DAY 27

DAY 27


Fly-By-Wire technology set a new industry standard for pilots

On 22 February, 1987, the new single-aisle A320 was rolled out in a glittering ceremony with special guests including the Prince and Princess of Wales.

Thanks to Fly-By-Wire technology, it was the first airliner to have every function, from the flight controls to the toilet operation, actioned by a computer.

Fly-By-Wire harnessed the full power of 1980s’ computing, setting a new standard for the digital age – which has since been adopted across the airline industry.

Far from placing pilots in the passenger seat, the system was devised by pilots for pilots.

Fly-By-Wire offers improved handling, commonality across the Airbus family, and a flight envelope protection system so that pilots can push aircraft to their limits, without ever extending them.

Roger Béteille, long-serving COO of Airbus and a qualified pilot, and his team devised the system and Bernard Ziegler, son of one of Airbus’ founding fathers and a chief test pilot, became a crucial ambassador for the technology, pursuing it with a zeal many called evangelical.

We let Frank Chapman, one of the Airbus test pilots who followed him, explain how Fly-By-Wire has shaped his experience…

Airbus 50 Day 27 Asset Image

What was your first experience of Fly-By-Wire?

In 1990, when I was going through my test pilot training, all the students flew the A320 at Toulouse and the Mirage 2000 at Istres.

The principles of flight are the same for all aircraft, however with Fly-By-Wire the sidestick measures the force applied and translates that into a command. The Flight Control Computers then calculate the appropriate control surface movements to provide the desired aircraft response.

Later in the 90s, I worked on Fly-By-Wire military fighters. That’s a different experience as, unlike commercial aircraft, without the computers they would be very unstable and for some, impossible to fly.

Is today's Fly-By-Wire the same as that of the original A320?

A320s and their original Fly-By-Wire systems were based on computer systems from the 1980s. As everyone knows, computers have developed quickly since then! Within our industry, we’ve also got better at aerodynamic modelling.
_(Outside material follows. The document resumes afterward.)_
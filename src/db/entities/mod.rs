//! SeaORM entities mapping the vendor and service tables.

pub mod service;
pub mod vendor;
Together, these developments have created a more powerful Fly-By-Wire system. The concept and principles are the same, but the design and architecture has progressed.
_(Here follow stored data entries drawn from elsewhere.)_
use async_trait::async_trait;
use reqwest::{Client, header};
use serde::Serialize;

use crate::mail::{DeliveryError, EmailMessage, EmailSender};

/// Delivers mail by POSTing it as JSON to an HTTP mail relay.
pub struct RelayEmailSender {
    client: Client,
    url: String,
    token: Option<String>,
}

#[derive(Serialize)]
struct RelayPayload<'a> {
    from: &'a str,
    to: &'a [String],
    subject: &'a str,
    text: &'a str,
}

impl RelayEmailSender {
    pub fn new(url: impl Into<String>, token: Option<String>) -> Self {
        Self {
            client: Client::new(),
            url: url.into(),
            token,
        }
    }
}

#[async_trait]
impl EmailSender for RelayEmailSender {
    async fn send(&self, message: &EmailMessage) -> Result<(), DeliveryError> {
        if message.to.is_empty() {
            return Err(DeliveryError::InvalidConfiguration(
                "Email has no recipients.".to_string(),
            ));
        }

        let payload = RelayPayload {
            from: &message.from,
            to: &message.to,
            subject: &message.subject,
            text: &message.body,
        };

        let mut request_builder = self.client.post(&self.url).json(&payload);
        if let Some(token) = &self.token {
            request_builder = request_builder.header(header::AUTHORIZATION, format!("Bearer {token}"));
        }

        let response = request_builder.send().await?;
        let status = response.status();

        if !status.is_success() {
            let error_body = response
                .text()
                .await
                .unwrap_or_else(|_| "Failed to read error body".to_string());
            return Err(DeliveryError::SendFailed(format!(
                "Mail relay returned non-success status: {status}. Body: {error_body}"
            )));
        }

        Ok(())
    }
}

#[cfg(test)]
mod tests {
    use super::*;
    use axum::{Json, Router, extract::State, http::HeaderMap, http::StatusCode, routing::post};
    use std::sync::{Arc, Mutex};

    type Seen = Arc<Mutex<Vec<(Option<String>, serde_json::Value)>>>;

    #[derive(Clone)]
    struct RelayState {
        seen: Seen,
        status: StatusCode,
    }

    async fn relay_handler(
        State(state): State<RelayState>,
        headers: HeaderMap,
        Json(body): Json<serde_json::Value>,
    ) -> StatusCode {
        let auth = headers
            .get(header::AUTHORIZATION)
            .and_then(|v| v.to_str().ok())
            .map(str::to_string);
        state.seen.lock().unwrap().push((auth, body));
        state.status
    }

    /// Starts a local relay that answers every POST with `status`.
    async fn spawn_relay(status: StatusCode) -> (String, Seen) {
        let seen: Seen = Arc::default();
        let app = Router::new()
            .route("/send", post(relay_handler))
            .with_state(RelayState { seen: seen.clone(), status });
        let listener = tokio::net::TcpListener::bind("127.0.0.1:0").await.unwrap();
        let addr = listener.local_addr().unwrap();
        tokio::spawn(async move {
            let _ = axum::serve(listener, app).await;
        });
        (format!("http://{addr}/send"), seen)
    }

    fn message() -> EmailMessage {
        EmailMessage {
            from: "noreply@vendormanagement.com".to_string(),
            to: vec!["billing@acme.test".to_string()],
            subject: "Vendor Management Alert: Payment Due in 3 days".to_string(),
            body: "Dear Jo,".to_string(),
        }
    }

    #[tokio::test]
    async fn test_server_error_is_reported_as_send_failure() {
        let (url, seen) = spawn_relay(StatusCode::INTERNAL_SERVER_ERROR).await;
        let sender = RelayEmailSender::new(url, None);

        let result = sender.send(&message()).await;
        match result {
            Err(DeliveryError::SendFailed(msg)) => assert!(msg.contains("500")),
            other => panic!("expected SendFailed, got {other:?}"),
        }
        assert_eq!(seen.lock().unwrap().len(), 1);
    }

    #[tokio::test]
    async fn test_bearer_token_and_payload_are_sent() {
        let (url, seen) = spawn_relay(StatusCode::OK).await;
        let sender = RelayEmailSender::new(url, Some("secret-token".to_string()));

        sender.send(&message()).await.unwrap();

        let seen = seen.lock().unwrap();
        let (auth, body) = &seen[0];
        assert_eq!(auth.as_deref(), Some("Bearer secret-token"));
        assert_eq!(body["from"], "noreply@vendormanagement.com");
        assert_eq!(body["to"], serde_json::json!(["billing@acme.test"]));
        assert_eq!(body["subject"], "Vendor Management Alert: Payment Due in 3 days");
        assert_eq!(body["text"], "Dear Jo,");
    }

    #[tokio::test]
    async fn test_no_authorization_header_without_token() {
        let (url, seen) = spawn_relay(StatusCode::ACCEPTED).await;
        let sender = RelayEmailSender::new(url, None);

        sender.send(&message()).await.unwrap();
        assert_eq!(seen.lock().unwrap()[0].0, None);
    }

    #[tokio::test]
    async fn test_empty_recipients_never_reach_the_relay() {
        let (url, seen) = spawn_relay(StatusCode::OK).await;
        let sender = RelayEmailSender::new(url, None);
        let mut empty = message();
        empty.to.clear();

        let result = sender.send(&empty).await;
        assert!(matches!(result, Err(DeliveryError::InvalidConfiguration(_))));
        assert!(seen.lock().unwrap().is_empty());
    }
}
Over time, how have pilots' (and passengers') perception of Fly-By-Wire changed?

I don't think passengers even think about Fly-By-Wire. It just makes things work.

Most pilots who fly today are used to Fly-By-Wire. Since we pioneered the technology for commercial aircraft, now most other companies have learned from our experience and incorporate Fly-By-Wire… even the competition!

Do you miss flying previous generation aircraft?

I do miss the challenge to a certain extent. The whole operation and interface in the older aircraft is less adapted to a human. You can easily see that we were not as in tune with how a human and a machine can work together as one.

We’ve got far better at studying the discipline of the psychology of flying. For example, we now have a better idea of how the interfaces should be to better grab the attention of a pilot in case of an emergency.

What is the relationship between Fly-By-Wire and the pilot?

Fly-By-Wire is designed to prevent error, to protect the plane and its pilots, and to help planes perform as a reliable tool to carry passengers safely around the world.

However, it is not there to substitute airmanship and good piloting. Pilots still need to be at the top of their game.

What would you say to pilots who have only flown Fly-By-Wire aircraft?

Don't become de-sensitised to the fact that you’re in command of a flying machine.

Pilots always have to be ready to take control of the aeroplane, whatever level of computerised or automated control is built in.

That’s what simulator training is for – in case the systems degrade or fail.  Keep your piloting skills honed in case you need to rely on them one day.

Experimental test pilots like Frank Chapman, at right, are involved from the beginning of a new Airbus development programme

Fly-By-Wire is a game-changing electrical control system. It eliminates all mechanical control components as pilots’ controls are converted into electrical signals. These, in turn, are interpreted by the flight control computers, which calculate exactly which control surface deflections are needed to make the aircraft respond as the pilot wishes. 

The system enhances safety, reduces weight, and simplifies maintenance and updates. It also, crucially, established an operational commonality to the entire range of Airbus aircraft. No matter how one aircraft varies in size or weight from another, Fly-By-Wire allows the pilot to fly them in the same way because the computer ‘drives’ the aircraft’s flight controls.

This means that it has applications across the full Airbus range. For helicopter pilots, it reduces their workload, allowing them to focus on often challenging missions at hand. On 12 December 2003, the first military helicopter fitted with Fly-By-Wire took flight – the NH90.

Airbus is saddened that Roger Béteille, who not only shaped Airbus’ first commercial aircraft - the A300B - but also Airbus Industrie, passed away on 14 June at the age of 97.

Roger Béteille, long-serving COO of Airbus and a qualified pilot, devised the system and Bernard Ziegler, son of one of Airbus’ founding fathers and a chief test pilot, became a crucial ambassador for the technology, pursuing it with a zeal many called evangelical.